Prioritäten und Weichenstellung beim Vermögensaufbau

26.08.2024

Andreas Görler. Foto: Pruschke & Kalm GmbH

Das liquide Geldvermögen hat sich in letzter Zeit wieder deutlich erhöht. Hintergrund sind auch die gestiegenen Bewertungen bei liquiden Sachwerten wie Aktien und das mittlerweile wieder erhöhte Zinsniveau. Aktuell liegt das Bruttovermögen der privaten Haushalte bei ca. 7,70 Billionen Euro. Das deutsche Immobilienvermögen liegt in etwa bei 12 Billionen Euro.

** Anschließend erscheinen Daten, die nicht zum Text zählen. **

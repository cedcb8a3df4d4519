//! 按脚本应答的 HTTP 传输，用于测试和离线演练
//!
//! 预先登记 (方法, URL) → 响应；每个登记只被消费一次，按登记顺序匹配。
//! 没有登记的请求得到 404。所有请求都会被记录下来供断言

use crate::error::{AppError, AppResult};
use crate::infrastructure::http::{HttpMethod, HttpRequest, HttpResponse, HttpTransport};
use std::sync::Mutex;

struct Route {
    method: HttpMethod,
    url: String,
    response: Option<HttpResponse>,
}

#[derive(Default)]
pub struct ScriptedTransport {
    routes: Mutex<Vec<Route>>,
    requests: Mutex<Vec<HttpRequest>>,
}

impl ScriptedTransport {
    pub fn new() -> Self {
        Self::default()
    }

    /// 登记一个响应
    pub fn on(self, method: HttpMethod, url: impl Into<String>, status: u16, body: impl Into<String>) -> Self {
        self.push(method, url, Some(HttpResponse::new(status, body)));
        self
    }

    /// 登记一个传输层失败（连接被拒绝之类）
    pub fn fail(self, method: HttpMethod, url: impl Into<String>) -> Self {
        self.push(method, url, None);
        self
    }

    fn push(&self, method: HttpMethod, url: impl Into<String>, response: Option<HttpResponse>) {
        self.routes
            .lock()
            .unwrap_or_else(|e| e.into_inner())
            .push(Route {
                method,
                url: url.into(),
                response,
            });
    }

    /// 已发出的请求（按顺序）
    pub fn requests(&self) -> Vec<HttpRequest> {
        self.requests.lock().unwrap_or_else(|e| e.into_inner()).clone()
    }

    /// 指定方法的请求
    pub fn requests_with(&self, method: HttpMethod) -> Vec<HttpRequest> {
        self.requests()
            .into_iter()
            .filter(|r| r.method == method)
            .collect()
    }
}

impl HttpTransport for ScriptedTransport {
    async fn send(&self, request: HttpRequest) -> AppResult<HttpResponse> {
        self.requests
            .lock()
            .unwrap_or_else(|e| e.into_inner())
            .push(request.clone());

        let mut routes = self.routes.lock().unwrap_or_else(|e| e.into_inner());
        let position = routes
            .iter()
            .position(|r| r.method == request.method && r.url == request.url);

        match position.map(|i| routes.remove(i)) {
            Some(Route {
                response: Some(response),
                ..
            }) => Ok(response),
            Some(Route { response: None, .. }) => Err(AppError::Other(format!(
                "connection refused: {}",
                request.url
            ))),
            None => Ok(HttpResponse::new(404, r#"{"message":"Not Found"}"#)),
        }
    }
}

#[cfg(test)]
mod tests {
    use super::*;

    #[tokio::test]
    async fn test_routes_are_consumed_in_order() {
        let transport = ScriptedTransport::new()
            .on(HttpMethod::Get, "https://a", 200, "first")
            .on(HttpMethod::Get, "https://a", 500, "second");

        let first = transport.send(HttpRequest::get("https://a")).await.unwrap();
        let second = transport.send(HttpRequest::get("https://a")).await.unwrap();
        let third = transport.send(HttpRequest::get("https://a")).await.unwrap();

        assert_eq!(first.body, "first");
        assert_eq!(second.status, 500);
        assert_eq!(third.status, 404);
        assert_eq!(transport.requests().len(), 3);
    }

    #[tokio::test]
    async fn test_failed_route_is_transport_error() {
        let transport = ScriptedTransport::new().fail(HttpMethod::Post, "https://down");
        assert!(transport.send(HttpRequest::post("https://down")).await.is_err());
    }
}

Laut statistischem Bundesamt beträgt das Bruttogeldvermögen 58.000 Euro je Haushalt. Das Nettogesamtvermögen, bei dem auch Immobilien und Schulden berücksichtigt werden, beträgt ca. 163.000,Euro. Da das Vermögen in Deutschland sehr ungleichmäßig verteilt ist, ist der Anteil an Haushalten, die deutlich geringere Vermögenswerte auszuweisen haben hoch. Die wohlhabendsten zehn Prozent besitzen 60 Prozent des Gesamtvermögens. Die unteren 20 Prozent besitzen gar kein Vermögen. Neun Prozent der Haushalte sind verschuldet. Auch die Verschuldung durch Konsumentenkredite hat deutlich zugenommen und betrifft schwächer aufgestellte Haushalte überproportional.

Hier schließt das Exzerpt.